Saved data entries
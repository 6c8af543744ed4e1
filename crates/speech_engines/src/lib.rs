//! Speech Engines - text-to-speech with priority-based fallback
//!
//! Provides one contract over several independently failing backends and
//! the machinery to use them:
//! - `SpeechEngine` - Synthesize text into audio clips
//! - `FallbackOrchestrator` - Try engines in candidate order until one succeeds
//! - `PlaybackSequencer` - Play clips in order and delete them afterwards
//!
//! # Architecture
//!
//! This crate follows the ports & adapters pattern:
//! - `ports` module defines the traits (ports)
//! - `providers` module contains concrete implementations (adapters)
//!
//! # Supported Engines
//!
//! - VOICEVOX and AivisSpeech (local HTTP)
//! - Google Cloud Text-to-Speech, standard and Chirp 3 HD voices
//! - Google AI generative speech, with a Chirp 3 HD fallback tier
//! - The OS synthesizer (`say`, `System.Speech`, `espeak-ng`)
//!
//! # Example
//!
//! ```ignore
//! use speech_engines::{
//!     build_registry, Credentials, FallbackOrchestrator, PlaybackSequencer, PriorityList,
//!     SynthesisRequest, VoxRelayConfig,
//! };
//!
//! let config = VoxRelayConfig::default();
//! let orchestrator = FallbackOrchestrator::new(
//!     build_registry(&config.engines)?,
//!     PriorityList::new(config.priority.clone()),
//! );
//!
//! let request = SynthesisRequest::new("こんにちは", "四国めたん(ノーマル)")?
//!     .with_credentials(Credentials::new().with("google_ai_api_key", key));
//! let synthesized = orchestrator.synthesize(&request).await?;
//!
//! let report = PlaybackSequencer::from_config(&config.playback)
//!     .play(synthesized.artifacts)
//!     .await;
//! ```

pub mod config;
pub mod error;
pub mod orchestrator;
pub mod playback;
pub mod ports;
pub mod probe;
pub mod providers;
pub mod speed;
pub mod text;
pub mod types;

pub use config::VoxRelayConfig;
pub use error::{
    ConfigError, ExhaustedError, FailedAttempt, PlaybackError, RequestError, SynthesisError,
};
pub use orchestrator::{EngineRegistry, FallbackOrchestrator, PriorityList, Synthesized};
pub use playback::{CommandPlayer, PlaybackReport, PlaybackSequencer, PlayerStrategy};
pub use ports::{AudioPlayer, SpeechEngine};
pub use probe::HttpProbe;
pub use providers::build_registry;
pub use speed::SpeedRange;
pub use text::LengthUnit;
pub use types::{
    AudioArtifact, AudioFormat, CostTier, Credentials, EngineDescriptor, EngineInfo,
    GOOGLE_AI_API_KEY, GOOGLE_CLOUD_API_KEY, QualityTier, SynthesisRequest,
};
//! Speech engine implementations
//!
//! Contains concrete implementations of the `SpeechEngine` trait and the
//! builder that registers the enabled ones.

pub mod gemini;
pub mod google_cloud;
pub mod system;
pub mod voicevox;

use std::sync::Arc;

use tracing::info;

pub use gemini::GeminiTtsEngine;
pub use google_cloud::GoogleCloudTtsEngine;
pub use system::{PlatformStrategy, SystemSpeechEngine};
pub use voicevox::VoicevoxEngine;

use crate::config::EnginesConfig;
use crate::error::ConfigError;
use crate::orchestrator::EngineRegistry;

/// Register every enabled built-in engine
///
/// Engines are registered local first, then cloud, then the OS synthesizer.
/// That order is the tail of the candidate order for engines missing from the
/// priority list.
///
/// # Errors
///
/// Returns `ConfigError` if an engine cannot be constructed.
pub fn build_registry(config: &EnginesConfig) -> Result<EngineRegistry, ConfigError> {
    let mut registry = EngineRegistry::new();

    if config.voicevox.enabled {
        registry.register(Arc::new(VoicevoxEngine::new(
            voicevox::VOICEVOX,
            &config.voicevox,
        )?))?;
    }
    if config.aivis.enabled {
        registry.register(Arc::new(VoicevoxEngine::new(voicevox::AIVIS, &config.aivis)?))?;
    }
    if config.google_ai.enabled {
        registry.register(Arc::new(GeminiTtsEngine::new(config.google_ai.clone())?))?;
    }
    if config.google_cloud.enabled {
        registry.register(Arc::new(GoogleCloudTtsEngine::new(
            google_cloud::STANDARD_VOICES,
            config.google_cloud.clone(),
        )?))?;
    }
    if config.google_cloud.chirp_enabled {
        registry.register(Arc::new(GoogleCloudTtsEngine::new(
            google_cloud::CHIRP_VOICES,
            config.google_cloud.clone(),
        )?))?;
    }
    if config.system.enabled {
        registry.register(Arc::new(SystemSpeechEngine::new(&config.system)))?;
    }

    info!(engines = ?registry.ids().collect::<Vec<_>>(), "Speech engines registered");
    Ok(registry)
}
* * *
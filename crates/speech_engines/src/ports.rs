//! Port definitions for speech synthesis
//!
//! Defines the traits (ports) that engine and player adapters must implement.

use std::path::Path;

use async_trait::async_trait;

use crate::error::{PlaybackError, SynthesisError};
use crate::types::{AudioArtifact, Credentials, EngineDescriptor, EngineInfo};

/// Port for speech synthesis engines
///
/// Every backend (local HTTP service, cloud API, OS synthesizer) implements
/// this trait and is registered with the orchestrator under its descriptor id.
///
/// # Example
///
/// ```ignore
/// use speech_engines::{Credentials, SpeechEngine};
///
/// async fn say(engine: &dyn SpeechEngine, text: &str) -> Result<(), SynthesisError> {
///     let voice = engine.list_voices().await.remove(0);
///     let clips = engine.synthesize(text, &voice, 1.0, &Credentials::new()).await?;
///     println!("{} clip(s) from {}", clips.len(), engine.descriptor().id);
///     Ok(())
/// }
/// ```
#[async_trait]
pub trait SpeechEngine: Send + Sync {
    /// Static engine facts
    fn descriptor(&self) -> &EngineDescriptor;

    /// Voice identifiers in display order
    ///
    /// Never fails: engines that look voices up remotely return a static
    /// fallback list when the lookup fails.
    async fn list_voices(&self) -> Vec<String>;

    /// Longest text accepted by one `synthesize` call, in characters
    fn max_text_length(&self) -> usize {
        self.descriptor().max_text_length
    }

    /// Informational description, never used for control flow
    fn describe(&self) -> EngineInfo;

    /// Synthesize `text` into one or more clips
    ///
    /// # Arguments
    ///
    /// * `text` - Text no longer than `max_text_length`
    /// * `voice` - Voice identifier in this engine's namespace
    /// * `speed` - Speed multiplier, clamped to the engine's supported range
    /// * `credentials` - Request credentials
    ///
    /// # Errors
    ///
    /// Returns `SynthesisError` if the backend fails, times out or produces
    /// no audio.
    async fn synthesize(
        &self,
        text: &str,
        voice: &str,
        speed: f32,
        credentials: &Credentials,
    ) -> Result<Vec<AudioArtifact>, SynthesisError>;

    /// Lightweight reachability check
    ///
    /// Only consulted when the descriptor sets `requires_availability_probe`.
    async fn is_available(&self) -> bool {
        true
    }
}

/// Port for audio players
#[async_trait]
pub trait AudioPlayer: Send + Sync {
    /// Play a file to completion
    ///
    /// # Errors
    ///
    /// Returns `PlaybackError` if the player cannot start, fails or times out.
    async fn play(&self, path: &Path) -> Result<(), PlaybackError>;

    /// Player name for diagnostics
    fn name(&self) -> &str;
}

Work order =>
Copy the records above exactly, beginning at the line that contains "filename crates/speech_engines/src/lib.rs" and stopping after the line that contains "into audio clips".

Answer to the problem =>
filename crates/speech_engines/src/lib.rs
//! Speech Engines - text-to-speech with priority-based fallback
//!
//! Provides one contract over several independently failing backends and
//! the machinery to use them:
//! - `SpeechEngine` - Synthesize text into audio clips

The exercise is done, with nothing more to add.